Saved data entries
☆ ☆ ☆ ☆

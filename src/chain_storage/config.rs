use std::time::Duration;

/// Ambient, non-consensus tunables for the chainstate orchestrator. These
/// may be changed freely between nodes without splitting the network,
/// unlike [`crate::consensus::ConsensusParams`].
#[derive(Debug, Clone)]
pub struct ChainStateConfig {
    /// Reorg depth beyond which a reorg halts instead of proceeding. Zero
    /// disables the guard. Ambient rather than consensus-critical: nodes
    /// may run with different values without splitting the network, since
    /// the guard only ever keeps a node from following a valid chain, never
    /// makes it accept an invalid one.
    pub suspicious_reorg_depth: u64,
    /// How often the header store is persisted in the background.
    pub persistence_interval: Duration,
    /// Optional known-good (height, hash) pairs. A header at a checkpointed
    /// height whose hash mismatches is rejected outright; forks older than
    /// the last checkpoint are never reorg candidates.
    pub checkpoints: Vec<(u64, crate::blocks::BlockHash)>,
}

impl Default for ChainStateConfig {
    fn default() -> Self {
        Self {
            suspicious_reorg_depth: 0,
            persistence_interval: Duration::from_secs(600),
            checkpoints: Vec::new(),
        }
    }
}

☆ ☆ ☆ ☆

→ **AIM OF THE TASK**
Every line above from the line with "chainstate orchestrator. These" to the line with "of proceeding. Zero", inclusive, must be returned exactly; no other line belongs in the reply.

→ **FINISHED EXERCISE**
/// Ambient, non-consensus tunables for the chainstate orchestrator. These
/// may be changed freely between nodes without splitting the network,
/// unlike [`crate::consensus::ConsensusParams`].
#[derive(Debug, Clone)]
pub struct ChainStateConfig {
    /// Reorg depth beyond which a reorg halts instead of proceeding. Zero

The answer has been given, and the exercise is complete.